Kata fitrah yang ada di dalam Alquran maupun hadis seluruhnya berkaitan dengan tauhid, serta berkaitan dengan agama yang sudah jelas yakni agama Islam. Dalam tafsrinya, Ibnu Katsir berkata, “Maka, sesungguhnya Allah Ta’ala menciptakan makhluk-Nya di atas fitrah, yaitu fitrah mengenal-Nya dan mentauhidkan-Nya, serta fitrah mengetahui bahwa tidak ada Tuhan selain-Nya.”
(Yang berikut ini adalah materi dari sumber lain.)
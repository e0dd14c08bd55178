//! Enumeration of the recognized note spellings
//!
//! 21 spellings: 7 naturals, 7 sharps, 7 flats. Enharmonic spellings
//! share a semitone index, except across the octave boundary:
//! Cb sits at -1 and B# at 12 instead of wrapping to 11 and 0.
//!
//! Indices are relative to C = 0 within the octave.

use serde::{Deserialize, Serialize};
use std::fmt;
use std::str::FromStr;

use crate::errors::PitchError;

/// Returned by [`spelling_to_index`] for an unrecognized spelling.
/// Lies outside the valid range [-1, 12].
pub const INVALID_INDEX: i32 = i32::MAX;

#[derive(Debug, Clone, Copy, PartialEq, Eq, Hash, Serialize, Deserialize)]
pub enum Spelling {
    Cb,
    C,
    #[serde(rename = "C#")]
    Cs,
    Db,
    D,
    #[serde(rename = "D#")]
    Ds,
    Eb,
    E,
    Fb,
    #[serde(rename = "E#")]
    Es,
    F,
    #[serde(rename = "F#")]
    Fs,
    Gb,
    G,
    #[serde(rename = "G#")]
    Gs,
    Ab,
    A,
    #[serde(rename = "A#")]
    As,
    Bb,
    B,
    #[serde(rename = "B#")]
    Bs,
}

impl Spelling {
    /// Every recognized spelling, ordered by semitone index
    pub const ALL: [Spelling; 21] = [
        Spelling::Cb,
        Spelling::C,
        Spelling::Cs,
        Spelling::Db,
        Spelling::D,
        Spelling::Ds,
        Spelling::Eb,
        Spelling::E,
        Spelling::Fb,
        Spelling::Es,
        Spelling::F,
        Spelling::Fs,
        Spelling::Gb,
        Spelling::G,
        Spelling::Gs,
        Spelling::Ab,
        Spelling::A,
        Spelling::As,
        Spelling::Bb,
        Spelling::B,
        Spelling::Bs,
    ];

    /// Exact, case-sensitive lookup
    ///
    /// Examples:
    ///   "C#" → Cs
    ///   "Db" → Db
    ///   "db" → None
    ///   "H"  → None
    pub fn from_string(s: &str) -> Option<Spelling> {
        match s {
            "C" => Some(Spelling::C),
            "C#" => Some(Spelling::Cs),
            "Db" => Some(Spelling::Db),
            "D" => Some(Spelling::D),
            "D#" => Some(Spelling::Ds),
            "Eb" => Some(Spelling::Eb),
            "E" => Some(Spelling::E),
            "E#" => Some(Spelling::Es),
            "Fb" => Some(Spelling::Fb),
            "F" => Some(Spelling::F),
            "F#" => Some(Spelling::Fs),
            "Gb" => Some(Spelling::Gb),
            "G" => Some(Spelling::G),
            "G#" => Some(Spelling::Gs),
            "Ab" => Some(Spelling::Ab),
            "A" => Some(Spelling::A),
            "A#" => Some(Spelling::As),
            "Bb" => Some(Spelling::Bb),
            "B" => Some(Spelling::B),
            "B#" => Some(Spelling::Bs),
            "Cb" => Some(Spelling::Cb),
            _ => None,
        }
    }

    /// Text form of the spelling
    pub fn as_str(&self) -> &'static str {
        match self {
            Spelling::C => "C",
            Spelling::Cs => "C#",
            Spelling::Db => "Db",
            Spelling::D => "D",
            Spelling::Ds => "D#",
            Spelling::Eb => "Eb",
            Spelling::E => "E",
            Spelling::Es => "E#",
            Spelling::Fb => "Fb",
            Spelling::F => "F",
            Spelling::Fs => "F#",
            Spelling::Gb => "Gb",
            Spelling::G => "G",
            Spelling::Gs => "G#",
            Spelling::Ab => "Ab",
            Spelling::A => "A",
            Spelling::As => "A#",
            Spelling::Bb => "Bb",
            Spelling::B => "B",
            Spelling::Bs => "B#",
            Spelling::Cb => "Cb",
        }
    }

    /// Semitone index relative to C, in [-1, 12]
    pub fn semitone_index(self) -> i32 {
        match self {
            Spelling::Cb => -1,
            Spelling::C => 0,
            Spelling::Cs | Spelling::Db => 1,
            Spelling::D => 2,
            Spelling::Ds | Spelling::Eb => 3,
            Spelling::E | Spelling::Fb => 4,
            Spelling::Es | Spelling::F => 5,
            Spelling::Fs | Spelling::Gb => 6,
            Spelling::G => 7,
            Spelling::Gs | Spelling::Ab => 8,
            Spelling::A => 9,
            Spelling::As | Spelling::Bb => 10,
            Spelling::B => 11,
            Spelling::Bs => 12,
        }
    }

    /// Sharp-preferring spelling for an index, wrapped into one octave
    pub fn from_index(index: i32) -> Spelling {
        match index.rem_euclid(12) {
            0 => Spelling::C,
            1 => Spelling::Cs,
            2 => Spelling::D,
            3 => Spelling::Ds,
            4 => Spelling::E,
            5 => Spelling::F,
            6 => Spelling::Fs,
            7 => Spelling::G,
            8 => Spelling::Gs,
            9 => Spelling::A,
            10 => Spelling::As,
            _ => Spelling::B,
        }
    }
}

/// Semitone index for a spelling, or [`INVALID_INDEX`] if unrecognized
pub fn spelling_to_index(spelling: &str) -> i32 {
    Spelling::from_string(spelling).map_or(INVALID_INDEX, Spelling::semitone_index)
}

impl fmt::Display for Spelling {
    fn fmt(&self, f: &mut fmt::Formatter<'_>) -> fmt::Result {
        write!(f, "{}", self.as_str())
    }
}

impl FromStr for Spelling {
    type Err = PitchError;

    fn from_str(s: &str) -> Result<Self, Self::Err> {
        Spelling::from_string(s).ok_or_else(|| PitchError::InvalidSpelling(s.to_string()))
    }
}

#[cfg(test)]
mod tests {
    use super::*;

    #[test]
    fn test_enharmonic_agreement() {
        assert_eq!(spelling_to_index("C#"), 1);
        assert_eq!(spelling_to_index("Db"), 1);
        assert_eq!(spelling_to_index("F#"), spelling_to_index("Gb"));
        assert_eq!(spelling_to_index("A#"), spelling_to_index("Bb"));
    }

    #[test]
    fn test_e_sharp_and_f_flat() {
        assert_eq!(spelling_to_index("E#"), 5);
        assert_eq!(spelling_to_index("Fb"), 4);
    }

    #[test]
    fn test_octave_boundary_spellings() {
        assert_eq!(spelling_to_index("B#"), 12);
        assert_eq!(spelling_to_index("Cb"), -1);
    }

    #[test]
    fn test_invalid_spelling() {
        assert_eq!(spelling_to_index("H"), INVALID_INDEX);
        assert_eq!(spelling_to_index("c"), INVALID_INDEX);
        assert_eq!(spelling_to_index(""), INVALID_INDEX);
        assert_eq!(spelling_to_index("C##"), INVALID_INDEX);
        assert!(!(-1..=12).contains(&INVALID_INDEX));
    }

    #[test]
    fn test_all_spellings_round_trip_text() {
        assert_eq!(Spelling::ALL.len(), 21);
        for spelling in Spelling::ALL {
            assert_eq!(Spelling::from_string(spelling.as_str()), Some(spelling));
        }
    }

    #[test]
    fn test_all_sorted_by_index() {
        let indices: Vec<i32> = Spelling::ALL.iter().map(|s| s.semitone_index()).collect();
        let mut sorted = indices.clone();
        sorted.sort();
        assert_eq!(indices, sorted);
    }

    #[test]
    fn test_from_index_prefers_sharps() {
        assert_eq!(Spelling::from_index(1), Spelling::Cs);
        assert_eq!(Spelling::from_index(10), Spelling::As);
        assert_eq!(Spelling::from_index(12), Spelling::C);
        assert_eq!(Spelling::from_index(-1), Spelling::B);
    }

    #[test]
    fn test_from_str() {
        assert_eq!("Eb".parse::<Spelling>().unwrap(), Spelling::Eb);
        assert_eq!(
            "Hb".parse::<Spelling>(),
            Err(PitchError::InvalidSpelling("Hb".to_string()))
        );
    }

    #[test]
    fn test_serde_uses_text_form() {
        let json = serde_json::to_string(&Spelling::Fs).unwrap();
        assert_eq!(json, "\"F#\"");
        let back: Spelling = serde_json::from_str("\"B#\"").unwrap();
        assert_eq!(back, Spelling::Bs);
    }
}
//! Utility modules
//!
//! Pitch arithmetic shared by notes and callers that only hold semitone
//! offsets.

pub mod pitch_utils;

// Re-export commonly used functions
pub use pitch_utils::{frequency, frequency_from_offset, frequency_of};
Maka, sesungguhnya orang tua harus senantiasa berupaya untuk membiasakan dan menjaga fitrah tersebut. Karena  fitrah itu harus tetap ada tertanam dalam diri anak. Kokoh dan kuat iman yang tak terkalahkan oleh hasutan syaitan dan duniawi yang menggiurkan.
Menurut Sri Rifiana, menjaga iman berarti menjaga fitrah generasi peradaban rabbani dan mengantarkan masanya yang gemilang di usia dini. Sehingga menjadi generasi yang imani. Imam Ali Radhiyallaahu ‘anhu berkata:
“Jagalah imanmu dari keraguan, karena keraguan merusak iman, seperti garam merusak manisnya madu. Siapa yang banyak ragunya maka rusaklah agamanya.”
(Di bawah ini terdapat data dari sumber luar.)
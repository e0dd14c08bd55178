//! Default values for pitch and timing arithmetic
//!
//! Tuning anchor, reference octave, tempo and the 1/32-note unit scale shared
//! by beat grids and sequences.

/// Default tempo in beats per minute
pub const DEFAULT_BPM: u32 = 120;

/// Concert pitch anchor (A4) in Hz
pub const A4_FREQUENCY: f64 = 440.0;

/// Octave in which semitone offsets are zero (C5)
pub const REFERENCE_OCTAVE: i32 = 5;

/// Half steps per octave (12-TET)
pub const HALF_STEPS_PER_OCTAVE: i32 = 12;

/// Duration units in a whole note; one unit is a thirty-second note
pub const UNITS_PER_WHOLE: u32 = 32;
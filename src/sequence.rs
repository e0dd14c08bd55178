//! Ordered note sequences with tempo-based timing
//!
//! A sequence is a FIFO of notes (or rests) tagged with durations in
//! thirty-second-note units, the same resolution as a beat grid slot.
//! Durations convert to nanoseconds with the sequence tempo:
//!
//! ```text
//! nanoseconds = (bpm / 60 / 1e-9) * (units / 32)
//! ```

use num_rational::Rational32;
use serde::{Deserialize, Serialize};
use std::collections::VecDeque;

use crate::config::TimingConfig;
use crate::defaults::{DEFAULT_BPM, UNITS_PER_WHOLE};
use crate::models::beat::Beat;
use crate::models::duration::{units_to_fraction, NoteDuration};
use crate::models::note::Note;

/// A note (or rest) held for a number of thirty-second-note units
#[derive(Debug, Clone, Copy, PartialEq, Eq, Serialize, Deserialize)]
pub struct TimedNote {
    pub note: Option<Note>,
    pub units: u32,
}

impl TimedNote {
    pub fn new(note: impl Into<Option<Note>>, units: u32) -> Self {
        Self {
            note: note.into(),
            units,
        }
    }

    /// Frequency in Hz, `None` for a rest
    pub fn frequency(&self) -> Option<f64> {
        self.note.map(|n| n.frequency())
    }

    /// Named duration, if the unit count has one
    pub fn duration(&self) -> Option<NoteDuration> {
        NoteDuration::from_units(self.units)
    }

    /// Length as a fraction of a whole note
    pub fn length(&self) -> Rational32 {
        units_to_fraction(self.units)
    }
}

/// A timed entry placed on the sequence timeline
#[derive(Debug, Clone, Copy, PartialEq)]
pub struct ScheduledNote {
    pub note: Option<Note>,
    pub start_ns: u64,
    pub length_ns: u64,
}

const NANOS_PER_SECOND: u128 = 1_000_000_000;

/// Convert a duration in units to nanoseconds at a tempo
///
/// Evaluated in integer arithmetic, truncating toward zero.
pub fn duration_to_nanoseconds(bpm: u32, units: u32) -> u64 {
    let nanos = bpm as u128 * units as u128 * NANOS_PER_SECOND / (60 * UNITS_PER_WHOLE as u128);
    u64::try_from(nanos).unwrap_or(u64::MAX)
}

#[derive(Debug, Clone, PartialEq, Eq, Serialize, Deserialize)]
pub struct Sequence {
    bpm: u32,
    notes: VecDeque<TimedNote>,
}

impl Default for Sequence {
    fn default() -> Self {
        Self {
            bpm: DEFAULT_BPM,
            notes: VecDeque::new(),
        }
    }
}

impl Sequence {
    pub fn new() -> Self {
        Self::default()
    }

    pub fn from_config(config: &TimingConfig) -> Self {
        Self {
            bpm: config.bpm,
            ..Self::default()
        }
    }

    pub fn bpm(&self) -> u32 {
        self.bpm
    }

    /// Set the tempo; negative values are taken by magnitude
    pub fn set_bpm(&mut self, bpm: i32) {
        self.bpm = bpm.unsigned_abs();
    }

    /// Append a note with a named duration
    pub fn push(&mut self, note: impl Into<Option<Note>>, duration: NoteDuration) {
        self.push_units(note, duration.units());
    }

    /// Append a note with a raw unit count
    pub fn push_units(&mut self, note: impl Into<Option<Note>>, units: u32) {
        self.notes.push_back(TimedNote::new(note, units));
    }

    /// Append a beat grid, one entry per run of identical slots
    pub fn extend_from_beat(&mut self, beat: &Beat) {
        for (note, units) in beat.runs() {
            self.push_units(note, units);
        }
    }

    pub fn extend_from_beats<'a>(&mut self, beats: impl IntoIterator<Item = &'a Beat>) {
        for beat in beats {
            self.extend_from_beat(beat);
        }
    }

    pub fn pop_front(&mut self) -> Option<TimedNote> {
        self.notes.pop_front()
    }

    pub fn front(&self) -> Option<&TimedNote> {
        self.notes.front()
    }

    pub fn clear(&mut self) {
        self.notes.clear();
    }

    pub fn len(&self) -> usize {
        self.notes.len()
    }

    pub fn is_empty(&self) -> bool {
        self.notes.is_empty()
    }

    pub fn iter(&self) -> std::collections::vec_deque::Iter<'_, TimedNote> {
        self.notes.iter()
    }

    /// Length of an entry at this sequence's tempo
    pub fn nanoseconds(&self, entry: &TimedNote) -> u64 {
        duration_to_nanoseconds(self.bpm, entry.units)
    }

    /// Entries with their start offsets, in order
    pub fn timeline(&self) -> Vec<ScheduledNote> {
        let mut start_ns = 0u64;
        self.notes
            .iter()
            .map(|entry| {
                let length_ns = self.nanoseconds(entry);
                let scheduled = ScheduledNote {
                    note: entry.note,
                    start_ns,
                    length_ns,
                };
                start_ns = start_ns.saturating_add(length_ns);
                scheduled
            })
            .collect()
    }

    pub fn total_nanoseconds(&self) -> u64 {
        self.notes
            .iter()
            .fold(0u64, |total, entry| total.saturating_add(self.nanoseconds(entry)))
    }

    /// Total length as a fraction of a whole note
    pub fn total_length(&self) -> Rational32 {
        self.notes.iter().map(TimedNote::length).sum()
    }
}

impl<'a> IntoIterator for &'a Sequence {
    type Item = &'a TimedNote;
    type IntoIter = std::collections::vec_deque::Iter<'a, TimedNote>;

    fn into_iter(self) -> Self::IntoIter {
        self.notes.iter()
    }
}
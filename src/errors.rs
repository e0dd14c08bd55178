//! Error types for pitch, grid and configuration operations
//!
//! Every failure here is local and recoverable. Mutating operations that
//! return one of these errors leave their receiver exactly as it was.

use thiserror::Error;

use crate::models::beat::Division;

/// Errors raised while resolving note spellings
#[derive(Debug, Clone, PartialEq, Eq, Error)]
pub enum PitchError {
    /// Spelling is not one of the 21 recognized note names
    #[error("Invalid spelling: '{0}'")]
    InvalidSpelling(String),

    /// Text could not be read as spelling followed by an octave (e.g. "C#5")
    #[error("Invalid note name: '{0}'")]
    InvalidNoteName(String),
}

/// Errors raised by beat grid writes
#[derive(Debug, Clone, PartialEq, Eq, Error)]
pub enum GridError {
    /// Slot range falls outside the grid
    #[error("Slot range out of bounds: start {start}, length {length}")]
    OutOfRange { start: i32, length: i32 },

    /// Slot-for-slot copy with the wrong number of values
    #[error("Expected {expected} values, got {actual}")]
    LengthMismatch { expected: usize, actual: usize },

    /// More values than the grid has slots
    #[error("Cannot place {actual} values in {capacity} slots")]
    Overflow { capacity: usize, actual: usize },

    /// Stretched copy with nothing to stretch
    #[error("Cannot stretch an empty set of values over the beat")]
    EmptyInput,

    /// Section number outside the enumerated sections of a division
    #[error("Unsupported section {section} (expected 0..{sections})")]
    UnsupportedSection { section: i32, sections: i32 },

    /// Position not valid for the named division
    #[error("Unsupported position {position} for {division:?} division")]
    UnsupportedPosition { position: i32, division: Division },
}

/// Errors raised while loading timing configuration
#[derive(Debug, Clone, PartialEq, Eq, Error)]
pub enum ConfigError {
    /// Configuration text could not be deserialized
    #[error("Config parse error: {0}")]
    Parse(String),

    /// Tempo must be at least one beat per minute
    #[error("Invalid BPM: {0}")]
    InvalidBpm(u32),
}
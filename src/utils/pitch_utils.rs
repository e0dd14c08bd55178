//! Shared pitch utility functions
//!
//! Frequency arithmetic in 12-tone equal temperament. Offsets are counted in
//! half steps from C5, which is anchored three half steps above A4 = 440 Hz.

use once_cell::sync::Lazy;

use crate::defaults::{A4_FREQUENCY, HALF_STEPS_PER_OCTAVE, REFERENCE_OCTAVE};
use crate::models::spelling::{spelling_to_index, INVALID_INDEX};

/// Frequency ratio between adjacent half steps, 2^(1/12)
pub static HALF_STEP_RATIO: Lazy<f64> = Lazy::new(|| 2f64.powf(1.0 / HALF_STEPS_PER_OCTAVE as f64));

/// Frequency of C5 in Hz
pub static C5_FREQUENCY: Lazy<f64> =
    Lazy::new(|| A4_FREQUENCY * 2f64.powf(3.0 / HALF_STEPS_PER_OCTAVE as f64));

/// Half steps from C5 for a semitone index in a given octave
pub fn half_steps_from_c5(index: i32, octave: i32) -> i64 {
    (octave as i64 - REFERENCE_OCTAVE as i64) * HALF_STEPS_PER_OCTAVE as i64 + index as i64
}

/// Frequency in Hz of a pitch `half_steps` away from C5
pub fn frequency_from_offset(half_steps: i64) -> f64 {
    *C5_FREQUENCY * 2f64.powf(half_steps as f64 / HALF_STEPS_PER_OCTAVE as f64)
}

/// Frequency in Hz of a semitone index in an octave
///
/// Returns NaN for [`INVALID_INDEX`].
pub fn frequency(index: i32, octave: i32) -> f64 {
    if index == INVALID_INDEX {
        return f64::NAN;
    }
    frequency_from_offset(half_steps_from_c5(index, octave))
}

/// Frequency in Hz of a spelled note in an octave
///
/// Returns NaN for an unrecognized spelling.
pub fn frequency_of(spelling: &str, octave: i32) -> f64 {
    frequency(spelling_to_index(spelling), octave)
}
Kepala MI Swasta Luqman Al-Hakim ini menyampaikan beberapa langkah yang dapat dilakukan orang tua dalam menjaga fitrah anak.
Pertama, orang tua harus bertaqwa kepada Allah, dengan bersungguh-sungguh dalam menaati perintah dan menjauhi larangan-Nya. Mendidik anak sesuai dengan rambu-rambu yang telah ditetapkan oleh Allah, yakni meliputi pendidikan ketauhidan serta akhlak mulia.
”Anak harus mengetahui apa yang boleh dilakukan dan apa yang harus ditinggalkan melalui teladan langsung dari orang tuanya,” imbuhnya.
Kedua, mengucapkan perkataan yang benar, jujur, dan tidak berdusta. Berani mengakui kesalahan di depan anak untuk berbenah dan bukan untuk berkelit. Juga berani meminta maaf apabila kita melakukan kesalahan, dan hal-hal positif lainnya.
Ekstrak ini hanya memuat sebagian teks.